Delving into a Unique Transcription Factor Family to Regulate HIV Transcription

ABSTRACT The persistence of latently infected memory CD4+ T cells releasing a low-level trickling of viral RNAs and proteins in people living with HIV (PLWH) on antiretroviral therapy (ART) provides a strong rationale for the development of cure strategies. HIV functional cure approaches are being explored, at the transcriptional level,

to achieve sustained ART-free viral remission that would result from epigenetic changes over time. These approaches are supported by evidence in PLWH who spontaneously control their viral load below the limit of detection, in the absence of ART (elite controllers, ECs). These ECs were shown to have a large proportion of

their proviruses in condensed chromatin (heterochromatin) loci, with virus refractory to reactivation. The chromatin environment surrounding the HIV promoter is believed to be regulated by host transcription factors, host chromatin remodelers and the viral Tat protein. Our hypothesis is that the pioneer factor (PF) family

may also remodel the HIV locus chromatin, via their unique epigenetic modulator properties, resulting in the regulation of HIV transcription. PFs play critical roles in chromatin remodeling, mostly during development and disease phenotypes.
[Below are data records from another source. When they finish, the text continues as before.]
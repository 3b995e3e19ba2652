use crate::core::units::MEAN_DAYS_PER_MONTH;
use crate::input::DemandProfile;

/// A monthly demand figure spread uniformly over daily simulation steps.
/// Built from an already-validated profile, so the derived daily figure is
/// always positive.
#[derive(Clone, Copy, Debug)]
pub struct DemandSchedule {
    monthly_demand_liters: f64,
    daily_demand_liters: f64,
}

impl DemandSchedule {
    pub fn from_profile(profile: &DemandProfile) -> Self {
        Self {
            monthly_demand_liters: profile.monthly_demand_liters,
            daily_demand_liters: profile.monthly_demand_liters / MEAN_DAYS_PER_MONTH,
        }
    }

    pub fn monthly_demand_liters(&self) -> f64 {
        self.monthly_demand_liters
    }

    pub fn daily_demand_liters(&self) -> f64 {
        self.daily_demand_liters
    }
}

#[cfg(test)]
mod tests {
    use super::*;
    use crate::input::ConnectionType;
    use approx::assert_relative_eq;
    use rstest::*;

    #[rstest]
    fn should_spread_monthly_demand_over_a_mean_month() {
        let schedule = DemandSchedule::from_profile(&DemandProfile {
            monthly_demand_liters: 32_000.,
            connection_type: ConnectionType::Domestic,
        });
        assert_relative_eq!(schedule.daily_demand_liters(), 32_000. / 30.437);
        assert_relative_eq!(schedule.monthly_demand_liters(), 32_000.);
    }
}
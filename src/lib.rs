pub mod analysis_period;
pub mod core;
pub mod errors;
pub mod input;
pub mod output;
pub mod read_rainfall_file;
pub mod report;
pub mod weather;

use crate::analysis_period::AnalysisPeriod;
use crate::core::catchment::{compute_daily_capture, CatchmentSurface};
use crate::core::demand::DemandSchedule;
use crate::core::tank::simulate;
use crate::core::tariff::TariffSchedule;
use crate::errors::{RwhError, ValidationError, WeatherFetchError};
use crate::input::{ingest_request, ReportRequest};
use crate::output::Output;
use crate::report::{assemble_report, Report};
use crate::weather::{DailyRainfall, OpenMeteoArchive, RainfallProvider};
use chrono::Utc;
use std::io::Read;
use tracing::info;

/// One-call entry point: fetch daily rainfall for the requested period,
/// compute daily capture, simulate storage against demand, price the offset
/// and assemble the report.
///
/// Validation and the roof/tariff lookups run before the provider is
/// contacted, so a malformed request never reaches the network.
pub fn run_report(
    request: &ReportRequest,
    provider: &impl RainfallProvider,
) -> Result<Report, RwhError> {
    request.validate()?;
    let surface = CatchmentSurface::from_spec(&request.roof)?;
    let tariff = TariffSchedule::for_connection_type(&request.demand.connection_type)?;

    let period = match request.period {
        Some(period) => period,
        None => AnalysisPeriod::trailing_year(Utc::now().date_naive()),
    };
    info!(
        "fetching daily rainfall for ({}, {}) over {} to {}",
        request.location.lat, request.location.lon, period.start, period.end
    );
    let fetched = provider.fetch_daily_rainfall(request.location.lat, request.location.lon, &period)?;
    let series = fetched.gap_filled(&period);
    series.validate().map_err(|err| {
        WeatherFetchError::new(
            anyhow::Error::new(err).context("provider returned invalid rainfall depths"),
        )
    })?;

    calculate(request, &surface, &tariff, &period, &series)
}

/// Entry point for callers that already hold a rainfall series, e.g. one read
/// from a CSV file. When the request names no period, the series' own
/// calendar span is used; either way the series is gap-filled to one entry
/// per day and validated here.
pub fn run_report_with_series(
    request: &ReportRequest,
    rainfall: &DailyRainfall,
) -> Result<Report, RwhError> {
    request.validate()?;
    let surface = CatchmentSurface::from_spec(&request.roof)?;
    let tariff = TariffSchedule::for_connection_type(&request.demand.connection_type)?;

    let period = match request.period {
        Some(period) => period,
        None => rainfall.period().ok_or_else(|| {
            ValidationError::new("rainfall series is empty and the request names no period")
        })?,
    };
    let series = rainfall.gap_filled(&period);
    series.validate()?;

    calculate(request, &surface, &tariff, &period, &series)
}

fn calculate(
    request: &ReportRequest,
    surface: &CatchmentSurface,
    tariff: &TariffSchedule,
    period: &AnalysisPeriod,
    series: &DailyRainfall,
) -> Result<Report, RwhError> {
    let schedule = DemandSchedule::from_profile(&request.demand);
    let daily_capture = compute_daily_capture(series, surface);
    let balances = simulate(&daily_capture, &schedule, request.tank_capacity_liters())?;
    Ok(assemble_report(
        request, surface, tariff, &schedule, period, &balances,
    ))
}

/// Run a calculation from a request JSON stream and write the monthly table
/// and summary through the given output. When no rainfall series is supplied,
/// the Open-Meteo archive is queried.
pub fn run_project(
    input: impl Read,
    output: impl Output,
    rainfall_data: Option<DailyRainfall>,
) -> anyhow::Result<Report> {
    let request = ingest_request(input).map_err(RwhError::from)?;

    let report = match rainfall_data {
        Some(series) => run_report_with_series(&request, &series),
        None => run_report(&request, &OpenMeteoArchive::default()),
    }?;

    if !output.is_noop() {
        write_monthly_csv(&report, &output)?;
        write_summary_json(&report, &output)?;
    }

    Ok(report)
}

fn write_monthly_csv(report: &Report, output: &impl Output) -> anyhow::Result<()> {
    let writer = output.writer_for_location_key("monthly", "csv")?;
    let mut writer = csv::WriterBuilder::new().from_writer(writer);
    for month in &report.monthly_data {
        writer.serialize(month)?;
    }
    writer.flush()?;
    Ok(())
}

fn write_summary_json(report: &Report, output: &impl Output) -> anyhow::Result<()> {
    let writer = output.writer_for_location_key("summary", "json")?;
    serde_json::to_writer_pretty(writer, report)?;
    Ok(())
}

#[cfg(test)]
mod tests {
    use super::*;
    use crate::analysis_period::AnalysisPeriod;
    use crate::errors::RwhError;
    use crate::output::SinkOutput;
    use crate::weather::RainfallDay;
    use approx::assert_relative_eq;
    use chrono::{Days, NaiveDate};
    use rstest::*;
    use serde_json::json;
    use std::cell::Cell;

    fn request_json() -> serde_json::Value {
        json!({
            "roof": {"area_m2": 120.0},
            "location": {"lat": 12.9716, "lon": 77.5946},
            "demand": {"monthly_demand_liters": 32000.0},
            "tank": {"capacity_liters": 20000.0},
            "period": {"start": "2024-06-01", "end": "2024-06-30"}
        })
    }

    fn series_over(period: &AnalysisPeriod, rain_mm: impl Fn(u64) -> f64) -> DailyRainfall {
        DailyRainfall::new(
            (0..period.total_days() as u64)
                .map(|i| RainfallDay {
                    date: period.start + Days::new(i),
                    rain_mm: rain_mm(i),
                })
                .collect(),
        )
    }

    /// Stand-in provider so runs stay offline and deterministic.
    #[derive(Debug)]
    struct CannedProvider {
        rain_mm: f64,
        called: Cell<bool>,
    }

    impl CannedProvider {
        fn new(rain_mm: f64) -> Self {
            Self {
                rain_mm,
                called: Cell::new(false),
            }
        }
    }

    impl RainfallProvider for CannedProvider {
        fn fetch_daily_rainfall(
            &self,
            _lat: f64,
            _lon: f64,
            period: &AnalysisPeriod,
        ) -> Result<DailyRainfall, WeatherFetchError> {
            self.called.set(true);
            Ok(series_over(period, |_| self.rain_mm))
        }
    }

    /// Provider whose upstream is down.
    #[derive(Debug)]
    struct UnreachableProvider;

    impl RainfallProvider for UnreachableProvider {
        fn fetch_daily_rainfall(
            &self,
            _lat: f64,
            _lon: f64,
            _period: &AnalysisPeriod,
        ) -> Result<DailyRainfall, WeatherFetchError> {
            Err(WeatherFetchError::new(anyhow::anyhow!(
                "connection timed out"
            )))
        }
    }

    #[rstest]
    fn should_run_a_report_end_to_end() {
        let request = ingest_request(request_json().to_string().as_bytes()).unwrap();
        let report = run_report(&request, &CannedProvider::new(10.)).unwrap();
        assert_eq!(report.monthly_data.len(), 1);
        assert_eq!(report.daily_data_count, 30);
        // every day: (10 - 1.5)mm × 120m² × 0.8 × 0.9
        assert_relative_eq!(
            report.summary.totals.captured_liters,
            30. * 734.4,
            max_relative = 1e-12
        );
        assert!(report.summary.totals.savings_rs > 0.);
    }

    #[rstest]
    fn should_not_contact_the_provider_for_an_invalid_request() {
        let mut invalid = request_json();
        invalid["roof"]["area_m2"] = json!(-1.0);
        let request = ingest_request(invalid.to_string().as_bytes()).unwrap();
        let provider = CannedProvider::new(10.);
        let result = run_report(&request, &provider);
        assert!(matches!(result, Err(RwhError::InvalidRequest(_))));
        assert!(!provider.called.get());
    }

    #[rstest]
    fn should_surface_fetch_failure_as_weather_error() {
        let request = ingest_request(request_json().to_string().as_bytes()).unwrap();
        let result = run_report(&request, &UnreachableProvider);
        assert!(matches!(result, Err(RwhError::WeatherFetch(_))));
    }

    #[rstest]
    fn should_derive_the_period_from_a_supplied_series() {
        let mut value = request_json();
        value.as_object_mut().unwrap().remove("period");
        let request = ingest_request(value.to_string().as_bytes()).unwrap();
        let period = AnalysisPeriod::new(
            NaiveDate::from_ymd_opt(2024, 6, 1).unwrap(),
            NaiveDate::from_ymd_opt(2024, 7, 31).unwrap(),
        )
        .unwrap();
        let report =
            run_report_with_series(&request, &series_over(&period, |i| (i % 4) as f64))
                .unwrap();
        assert_eq!(report.monthly_data.len(), 2);
        assert_eq!(report.daily_data_count, 61);
    }

    #[rstest]
    fn should_reject_a_supplied_series_with_negative_depths() {
        let request = ingest_request(request_json().to_string().as_bytes()).unwrap();
        let period = request.period.unwrap();
        let series = series_over(&period, |i| if i == 3 { -1. } else { 0. });
        let result = run_report_with_series(&request, &series);
        assert!(matches!(result, Err(RwhError::InvalidRequest(_))));
    }

    #[rstest]
    fn should_run_a_project_from_json_through_a_sink() {
        let period = AnalysisPeriod::new(
            NaiveDate::from_ymd_opt(2024, 6, 1).unwrap(),
            NaiveDate::from_ymd_opt(2024, 6, 30).unwrap(),
        )
        .unwrap();
        let report = run_project(
            request_json().to_string().as_bytes(),
            SinkOutput,
            Some(series_over(&period, |_| 4.)),
        )
        .unwrap();
        assert!(report.success);
    }
}
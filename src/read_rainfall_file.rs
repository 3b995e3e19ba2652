use crate::weather::{DailyRainfall, RainfallDay};
use anyhow::Context;
use chrono::NaiveDate;
use csv::ReaderBuilder as CsvReaderBuilder;
use serde::Deserialize;
use std::io::Read;

/// A daily rainfall series as a two-column CSV with a header row:
///
/// ```csv
/// date,rain_mm
/// 2024-06-01,0.0
/// 2024-06-02,12.4
/// ```
///
/// Malformed rows are errors, not skips.
pub fn rainfall_data_from_csv(file: impl Read) -> anyhow::Result<DailyRainfall> {
    let mut reader = CsvReaderBuilder::new().trim(csv::Trim::All).from_reader(file);
    let mut days = vec![];
    for (row, record) in reader.deserialize::<RainfallRecord>().enumerate() {
        let record = record.with_context(|| format!("rainfall CSV row {}", row + 1))?;
        days.push(RainfallDay {
            date: record.date,
            rain_mm: record.rain_mm,
        });
    }
    Ok(DailyRainfall::new(days))
}

#[derive(Debug, Deserialize)]
struct RainfallRecord {
    date: NaiveDate,
    rain_mm: f64,
}

#[cfg(test)]
mod tests {
    use super::*;
    use pretty_assertions::assert_eq;
    use rstest::*;
    use std::io::Cursor;

    #[rstest]
    fn should_read_a_daily_series() {
        let csv = "date,rain_mm\n2024-06-01,0.0\n2024-06-02,12.4\n";
        let series = rainfall_data_from_csv(Cursor::new(csv)).unwrap();
        assert_eq!(series.days().len(), 2);
        assert_eq!(
            series.days()[1],
            RainfallDay {
                date: NaiveDate::from_ymd_opt(2024, 6, 2).unwrap(),
                rain_mm: 12.4,
            }
        );
    }

    #[rstest]
    fn should_fail_on_unparseable_depth() {
        let csv = "date,rain_mm\n2024-06-01,plenty\n";
        assert!(rainfall_data_from_csv(Cursor::new(csv)).is_err());
    }

    #[rstest]
    fn should_fail_on_unparseable_date() {
        let csv = "date,rain_mm\n01/06/2024,3.0\n";
        assert!(rainfall_data_from_csv(Cursor::new(csv)).is_err());
    }

    #[rstest]
    fn should_read_an_empty_file_as_an_empty_series() {
        let csv = "date,rain_mm\n";
        let series = rainfall_data_from_csv(Cursor::new(csv)).unwrap();
        assert!(series.is_empty());
    }
}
Unique properties of PFs include 1) trigger assembly of regulatory factors on target DNA

in heterochromatin; 2) bookmark genes for rapid reactivation/repression and 3) induce persistent epigenetic modulation of the cellular chromatin. A few PFs were reported to modulate HIV latency and persistence in primary CD4+ T cells but were poorly studied mechanistically. Preliminary data using shRNAs targeting 13 PFs in the

HIV latently infected CD4+ T cells, revealed 3 novel hits that hindered HIV transcription. This data further highlights the significance of uncovering the role played by the PFs on HIV transcription in CD4+ T cells, with the long-term goal to harness them for HIV cure approaches and/or diagnostic purposes. Here, we propose to:

Aim 1. Screen a shRNAmir library targeting 31 PFs (and controls) by flow cytometry, taking advantage of the HIV reporter pMorpheus-V5 vector in Jurkat T cells. This vector allows the distinction of productively infected, latently infected, and uninfected cells. The shRNAmir relative abundance in these populations will reflect their

activity on HIV transcription. The follow-up of the candidates will be based namely on reproducibility and novelty. Aim 2. Validate the hits identified in preliminary data and Aim 1. Their activity will be confirmed in cell line models of latency with different HIV transcriptional environments, and in primary blood CD4+ T cells from

uninfected and virally suppressed ART treated female and male donors since estrogen modulates certain PFs’ activity. Their impact on CD4+ T cell proliferation, activation and cytotoxicity will also be measured. Aim 3. Characterize the 3 hits identified in preliminary data. Their recruitment to the host/HIV promoters

(ChIP-Seq analysis), their modulation of the HIV chromatin (MNase nucleosomal mapping, enChIP-MS) and transcriptional regulation (RNA Seq analysis) in cell models of HIV latency will be studied for their comprehensive transcriptional regulatory profiling. Cell based- and in vitro- assays will define their dependence to HIV Tat.